ACLs for disabled services do not conform to minimum standards.
Overview
| Finding ID | Version | Rule ID | IA Controls | Severity |
|---|---|---|---|---|
| V-2371 | 2.014 | SV-29524r1_rule | Medium |
| Description |
|---|
| When configuring either the startup mode or access control list for a service, you must configure the other as well. When a service is explicitly disabled, its ACL should also be secured by changing the default ACL from Everyone Full Control to grant Administrators and SYSTEM Full Control and Interactive Read access. |
| STIG | Date |
|---|---|
| Windows Vista Security Technical Implementation Guide | 2017-01-30 |
Details
| Check Text ( C-9572r1_chk ) |
|---|
| Windows 2003/XP/Vista - Use the "Security Configuration and Analysis" snap-in to analyze the system. Expand the “Security Configuration and Analysis” object in the tree window. Expand the “System Services” object and select each applicable disabled Service. (Disabled Services can be identified using the Control Panel’s Services applet. Right click the Service and select Properties Select ‘View Security’ If the ACLs for applicable disabled Services do not restrict permissions to Administrators, ‘full Control’, System ‘full control’, and Interactive ‘Read’, then this is a finding.
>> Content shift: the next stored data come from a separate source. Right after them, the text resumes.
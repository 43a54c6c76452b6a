// SPDX-License-Identifier: MIT
// Copyright 2026 Roland Dreier <roland@rolandd.dev>

//! Redemption request lifecycle and results.

use crate::models::PointsBalance;
use serde::{Deserialize, Serialize};
#[cfg(feature = "binding-generation")]
use ts_rs::TS;

#[derive(Debug, Clone, Copy, PartialEq, Eq, Serialize)]
#[serde(rename_all = "snake_case")]
#[cfg_attr(feature = "binding-generation", derive(TS))]
#[cfg_attr(
    feature = "binding-generation",
    ts(export, export_to = "web/src/lib/generated/")
)]
pub enum RedemptionState {
    Confirming,
    Submitting,
    Succeeded,
    Failed,
}

/// A redemption the user has selected. Transient.
#[derive(Debug, Clone, PartialEq, Eq, Serialize)]
#[cfg_attr(feature = "binding-generation", derive(TS))]
#[cfg_attr(
    feature = "binding-generation",
    ts(export, export_to = "web/src/lib/generated/")
)]
pub struct RedemptionRequest {
    pub offer_id: String,
    pub user_id: String,
    pub state: RedemptionState,
}

impl RedemptionRequest {
    pub fn new(user_id: &str, offer_id: &str) -> Self {
        Self {
            offer_id: offer_id.to_string(),
            user_id: user_id.to_string(),
            state: RedemptionState::Confirming,
        }
    }
}

/// Backend response to a redeem call.
#[derive(Debug, Clone, PartialEq, Eq, Serialize, Deserialize)]
#[cfg_attr(feature = "binding-generation", derive(TS))]
#[cfg_attr(
    feature = "binding-generation",
    ts(export, export_to = "web/src/lib/generated/")
)]
pub struct RedemptionResult {
    pub success: bool,
    #[serde(default)]
    pub message: String,
}

/// What the user sees after a confirmed redemption succeeds.
#[derive(Debug, Clone, Serialize)]
#[cfg_attr(feature = "binding-generation", derive(TS))]
#[cfg_attr(
    feature = "binding-generation",
    ts(export, export_to = "web/src/lib/generated/")
)]
pub struct RedemptionOutcome {
    pub request: RedemptionRequest,
    pub result: RedemptionResult,
    /// Balance re-fetched after the redeem call (None if the refresh failed)
    pub balance: Option<PointsBalance>,
}
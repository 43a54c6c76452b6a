// SPDX-License-Identifier: MIT
// Copyright 2026 Roland Dreier <roland@rolandd.dev>

//! Purchase attempt state machine.
//!
//! `idle → initializing → fetching_catalog → purchasing → verifying → settled`,
//! with `failed` reachable from every non-terminal state. States are never
//! re-entered; a failed attempt is discarded and the next one starts at `idle`.

use crate::error::{AppError, ErrorKind};
use chrono::{DateTime, Utc};
use serde::Serialize;
#[cfg(feature = "binding-generation")]
use ts_rs::TS;

#[derive(Debug, Clone, Copy, PartialEq, Eq, Serialize)]
#[serde(rename_all = "snake_case")]
#[cfg_attr(feature = "binding-generation", derive(TS))]
#[cfg_attr(
    feature = "binding-generation",
    ts(export, export_to = "web/src/lib/generated/")
)]
pub enum AttemptState {
    Idle,
    Initializing,
    FetchingCatalog,
    Purchasing,
    Verifying,
    Settled,
    Failed,
}

impl AttemptState {
    /// The single forward successor, if any.
    fn successor(self) -> Option<AttemptState> {
        match self {
            AttemptState::Idle => Some(AttemptState::Initializing),
            AttemptState::Initializing => Some(AttemptState::FetchingCatalog),
            AttemptState::FetchingCatalog => Some(AttemptState::Purchasing),
            AttemptState::Purchasing => Some(AttemptState::Verifying),
            AttemptState::Verifying => Some(AttemptState::Settled),
            AttemptState::Settled | AttemptState::Failed => None,
        }
    }

    pub fn is_terminal(self) -> bool {
        matches!(self, AttemptState::Settled | AttemptState::Failed)
    }
}

/// A single purchase attempt. Transient, never persisted.
#[derive(Debug, Clone, Serialize)]
#[cfg_attr(feature = "binding-generation", derive(TS))]
#[cfg_attr(
    feature = "binding-generation",
    ts(export, export_to = "web/src/lib/generated/")
)]
pub struct PurchaseAttempt {
    pub state: AttemptState,
    pub product_id: Option<String>,
    #[cfg_attr(feature = "binding-generation", ts(type = "string"))]
    pub started_at: DateTime<Utc>,
    pub error: Option<ErrorKind>,
}

impl Default for PurchaseAttempt {
    fn default() -> Self {
        Self {
            state: AttemptState::Idle,
            product_id: None,
            started_at: Utc::now(),
            error: None,
        }
    }
}

impl PurchaseAttempt {
    /// Fresh attempt for a product, at `idle`.
    pub fn new(product_id: &str) -> Self {
        Self {
            product_id: Some(product_id.to_string()),
            ..Self::default()
        }
    }

    /// Attempt that replays a cached receipt: the store steps already
    /// happened in an earlier attempt, so it starts at `verifying`.
    pub fn resume_verification(product_id: &str) -> Self {
        Self {
            state: AttemptState::Verifying,
            ..Self::new(product_id)
        }
    }

    /// Move to the next state. Skipping or re-entering a state is a bug.
    pub fn advance(&mut self, next: AttemptState) -> Result<(), AppError> {
        if self.state.successor() != Some(next) {
            return Err(AppError::Internal(anyhow::anyhow!(
                "invalid purchase transition {:?} -> {:?}",
                self.state,
                next
            )));
        }
        self.state = next;
        Ok(())
    }

    /// Mark the attempt failed. No-op once terminal.
    pub fn fail(&mut self, kind: ErrorKind) {
        if self.state.is_terminal() {
            return;
        }
        self.state = AttemptState::Failed;
        self.error = Some(kind);
    }

    pub fn is_settled(&self) -> bool {
        self.state == AttemptState::Settled
    }
}

#[cfg(test)]
mod tests {
    use super::*;

    #[test]
    fn test_linear_happy_path() {
        let mut attempt = PurchaseAttempt::new("com.app.premiumyearly");
        for next in [
            AttemptState::Initializing,
            AttemptState::FetchingCatalog,
            AttemptState::Purchasing,
            AttemptState::Verifying,
            AttemptState::Settled,
        ] {
            attempt.advance(next).unwrap();
        }
        assert!(attempt.is_settled());
        assert!(attempt.state.is_terminal());
    }

    #[test]
    fn test_no_skipping_or_reentry() {
        let mut attempt = PurchaseAttempt::new("p");
        assert!(attempt.advance(AttemptState::Purchasing).is_err());
        attempt.advance(AttemptState::Initializing).unwrap();
        assert!(attempt.advance(AttemptState::Initializing).is_err());
        assert!(attempt.advance(AttemptState::Idle).is_err());
    }

    #[test]
    fn test_failed_is_terminal() {
        let mut attempt = PurchaseAttempt::new("p");
        attempt.advance(AttemptState::Initializing).unwrap();
        attempt.fail(ErrorKind::StoreUnavailable);
        assert_eq!(attempt.state, AttemptState::Failed);
        assert!(attempt.advance(AttemptState::FetchingCatalog).is_err());

        attempt.fail(ErrorKind::UserCancelled);
        assert_eq!(attempt.error, Some(ErrorKind::StoreUnavailable));
    }

    #[test]
    fn test_settled_cannot_fail() {
        let mut attempt = PurchaseAttempt::resume_verification("p");
        attempt.advance(AttemptState::Settled).unwrap();
        attempt.fail(ErrorKind::ReconciliationFailed);
        assert!(attempt.is_settled());
        assert_eq!(attempt.error, None);
    }
}
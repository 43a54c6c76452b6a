// SPDX-License-Identifier: MIT
// Copyright 2026 Roland Dreier <roland@rolandd.dev>

//! Store products and purchase receipts.

use chrono::{DateTime, Utc};
use serde::{Deserialize, Serialize};
#[cfg(feature = "binding-generation")]
use ts_rs::TS;

/// A purchasable subscription as listed by the store.
///
/// Snapshot owned by the store; the client copy is advisory.
#[derive(Debug, Clone, PartialEq, Eq, Serialize, Deserialize)]
#[serde(rename_all = "camelCase")]
#[cfg_attr(feature = "binding-generation", derive(TS))]
#[cfg_attr(
    feature = "binding-generation",
    ts(export, export_to = "web/src/lib/generated/")
)]
pub struct PurchaseProduct {
    pub product_id: String,
    pub localized_price: String,
    pub currency: String,
    pub localized_title: String,
    #[serde(default)]
    pub localized_description: String,
}

/// Opaque proof of purchase issued by the store, replayable for verification.
#[derive(Debug, Clone, PartialEq, Eq, Serialize, Deserialize)]
#[serde(rename_all = "camelCase")]
pub struct StoreReceipt {
    pub product_id: String,
    pub transaction_id: String,
    /// Platform-specific receipt payload, passed through untouched
    pub payload: String,
    pub purchased_at: DateTime<Utc>,
}
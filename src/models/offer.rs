// SPDX-License-Identifier: MIT
// Copyright 2026 Roland Dreier <roland@rolandd.dev>

//! Redeemable rewards and their affordability view.

use crate::models::PointsBalance;
use serde::{Deserialize, Deserializer, Serialize};
#[cfg(feature = "binding-generation")]
use ts_rs::TS;

/// Subscription tier a reward can unlock.
#[derive(Debug, Clone, Copy, PartialEq, Eq, Default, Serialize, Deserialize)]
#[serde(rename_all = "lowercase")]
#[cfg_attr(feature = "binding-generation", derive(TS))]
#[cfg_attr(
    feature = "binding-generation",
    ts(export, export_to = "web/src/lib/generated/")
)]
pub enum UpgradeTier {
    #[default]
    None,
    Pro,
    Elite,
}

/// A reward offered by the ledger backend.
///
/// Defined server-side and immutable for the duration of a session.
#[derive(Debug, Clone, PartialEq, Eq, Serialize, Deserialize)]
#[cfg_attr(feature = "binding-generation", derive(TS))]
#[cfg_attr(
    feature = "binding-generation",
    ts(export, export_to = "web/src/lib/generated/")
)]
pub struct RedemptionOffer {
    pub id: String,
    #[cfg_attr(feature = "binding-generation", ts(type = "number"))]
    pub points_cost: u64,
    pub reward_name: String,
    #[serde(default)]
    pub reward_description: String,
    #[serde(default, deserialize_with = "tier_or_none")]
    pub upgrade_tier: UpgradeTier,
    #[serde(default)]
    pub duration_hours: Option<u32>,
}

/// The backend sends `null` for rewards that unlock no tier.
fn tier_or_none<'de, D>(deserializer: D) -> Result<UpgradeTier, D::Error>
where
    D: Deserializer<'de>,
{
    Ok(Option::<UpgradeTier>::deserialize(deserializer)?.unwrap_or_default())
}

impl RedemptionOffer {
    /// Offers with a zero cost or a zero-length access window are malformed.
    pub fn is_well_formed(&self) -> bool {
        !self.id.is_empty() && self.points_cost > 0 && self.duration_hours != Some(0)
    }

    /// Human-readable access window, e.g. "24 hours" or "7 days".
    pub fn duration_label(&self) -> Option<String> {
        self.duration_hours.map(|hours| match hours {
            1 => "1 hour".to_string(),
            24 => "1 day".to_string(),
            h if h % 24 == 0 => format!("{} days", h / 24),
            h => format!("{} hours", h),
        })
    }
}

/// An offer as presented to the user: gated by the cached balance.
#[derive(Debug, Clone, PartialEq, Eq, Serialize)]
#[cfg_attr(feature = "binding-generation", derive(TS))]
#[cfg_attr(
    feature = "binding-generation",
    ts(export, export_to = "web/src/lib/generated/")
)]
pub struct OfferView {
    #[serde(flatten)]
    pub offer: RedemptionOffer,
    pub affordable: bool,
    #[cfg_attr(feature = "binding-generation", ts(type = "number"))]
    pub shortfall: u64,
    /// Button label: "Claim" or "Need N more"
    pub action_label: String,
    pub duration_label: Option<String>,
}

impl OfferView {
    /// Gate an offer against a balance. Without a balance nothing is claimable.
    pub fn new(offer: RedemptionOffer, balance: Option<&PointsBalance>) -> Self {
        let shortfall = match balance {
            Some(b) => b.shortfall(offer.points_cost),
            None => offer.points_cost,
        };
        let affordable = shortfall == 0;
        let action_label = if affordable {
            "Claim".to_string()
        } else {
            format!("Need {} more", shortfall)
        };
        let duration_label = offer.duration_label();

        Self {
            offer,
            affordable,
            shortfall,
            action_label,
            duration_label,
        }
    }
}
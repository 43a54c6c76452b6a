// SPDX-License-Identifier: MIT
// Copyright 2026 Roland Dreier <roland@rolandd.dev>

//! Points ledger: balance reads, offer catalog and redemption.
//!
//! The backend is authoritative. Balances are never adjusted locally; the
//! only way to learn the new balance after a mutation is to fetch it.

use crate::error::{AppError, Result};
use crate::models::{PointsBalance, RedemptionOffer, RedemptionResult};
use crate::services::ledger_client::{LedgerApi, LedgerError};
use std::future::Future;
use std::sync::Arc;
use std::time::Duration;
use tokio::sync::RwLock;

pub const CODE_INSUFFICIENT_POINTS: &str = "insufficient_points";
pub const CODE_UNKNOWN_OFFER: &str = "unknown_offer";

/// Convert a raw ledger failure into the app taxonomy (read side).
pub(crate) fn from_ledger_error(err: LedgerError) -> AppError {
    tracing::warn!(error = %err, "Ledger call failed");
    AppError::TransientError(AppError::NETWORK_UNAVAILABLE.to_string())
}

/// Classify a rejected redemption, keeping the server message verbatim.
fn classify_rejection(status: u16, code: Option<&str>, message: String) -> AppError {
    if status >= 500 || message.trim().is_empty() {
        return from_ledger_error(LedgerError::Rejected {
            status,
            code: code.map(str::to_string),
            message,
        });
    }

    match (code, status) {
        (Some(CODE_INSUFFICIENT_POINTS), _) | (None, 402) | (None, 409) => {
            AppError::InsufficientPoints(message)
        }
        (Some(CODE_UNKNOWN_OFFER), _) | (None, 404) => AppError::UnknownOffer(message),
        _ => AppError::TransientError(message),
    }
}

/// Session-scoped view of the backend ledger.
pub struct PointsLedger {
    api: Arc<dyn LedgerApi>,
    /// Offers are immutable for a session; cached after the first fetch.
    offers: RwLock<Option<Vec<RedemptionOffer>>>,
    timeout: Duration,
}

impl PointsLedger {
    pub fn new(api: Arc<dyn LedgerApi>, timeout: Duration) -> Self {
        Self {
            api,
            offers: RwLock::new(None),
            timeout,
        }
    }

    /// Bound a backend call; elapsed time counts as a transport failure.
    async fn bounded<T>(
        &self,
        call: impl Future<Output = std::result::Result<T, LedgerError>>,
    ) -> std::result::Result<T, LedgerError> {
        tokio::time::timeout(self.timeout, call)
            .await
            .unwrap_or_else(|_| Err(LedgerError::Transport("request timed out".to_string())))
    }

    /// Current backend balance snapshot for a user.
    pub async fn get_balance(&self, user_id: &str) -> Result<PointsBalance> {
        let balance = self
            .bounded(self.api.get_balance(user_id))
            .await
            .map_err(from_ledger_error)?;

        if let Err(detail) = balance.check_consistency() {
            tracing::error!(user_id, detail = %detail, "Ledger returned inconsistent balance");
            return Err(AppError::TransientError(
                AppError::NETWORK_UNAVAILABLE.to_string(),
            ));
        }

        Ok(balance)
    }

    /// Redeemable offers, from the session cache when available.
    pub async fn list_offers(&self) -> Result<Vec<RedemptionOffer>> {
        if let Some(offers) = self.offers.read().await.as_ref() {
            return Ok(offers.clone());
        }
        self.refresh_offers().await
    }

    /// Re-fetch the offer catalog, dropping malformed entries.
    pub async fn refresh_offers(&self) -> Result<Vec<RedemptionOffer>> {
        let fetched = self
            .bounded(self.api.list_offers())
            .await
            .map_err(from_ledger_error)?;

        let total = fetched.len();
        let offers: Vec<RedemptionOffer> = fetched
            .into_iter()
            .filter(|offer| {
                let ok = offer.is_well_formed();
                if !ok {
                    tracing::warn!(offer_id = %offer.id, "Dropping malformed redemption offer");
                }
                ok
            })
            .collect();

        tracing::debug!(count = offers.len(), dropped = total - offers.len(), "Offers refreshed");
        *self.offers.write().await = Some(offers.clone());
        Ok(offers)
    }

    /// Look up an offer in the session cache (fetching it if needed).
    pub async fn find_offer(&self, offer_id: &str) -> Result<Option<RedemptionOffer>> {
        Ok(self
            .list_offers()
            .await?
            .into_iter()
            .find(|offer| offer.id == offer_id))
    }

    /// Ask the backend to redeem an offer. Issued exactly once: the server
    /// does not promise idempotency, so this is never retried.
    pub async fn redeem(&self, user_id: &str, offer_id: &str) -> Result<RedemptionResult> {
        let response = match self.bounded(self.api.redeem(user_id, offer_id)).await {
            Ok(response) => response,
            Err(LedgerError::Rejected {
                status,
                code,
                message,
            }) => return Err(classify_rejection(status, code.as_deref(), message)),
            Err(e) => return Err(from_ledger_error(e)),
        };

        if !response.success {
            return Err(classify_rejection(
                200,
                response.code.as_deref(),
                response.message,
            ));
        }

        tracing::info!(user_id, offer_id, "Redemption accepted by ledger");
        Ok(RedemptionResult {
            success: true,
            message: response.message,
        })
    }
}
Note: These are the Windows default settings. |
| Fix Text (F-58r1_fix) |
|---|
| Create a Custom Security Template using the Security Template MMC Snap-in to set the permissions as required for disabled services. Import the Custom Template into the Security Configuration and Analysis Snap-In and Select Configure Computer Now Or import the Custom Template in to a Group Policy for application. The administrator should have a thorough understanding of these tools before implementing settings with them. |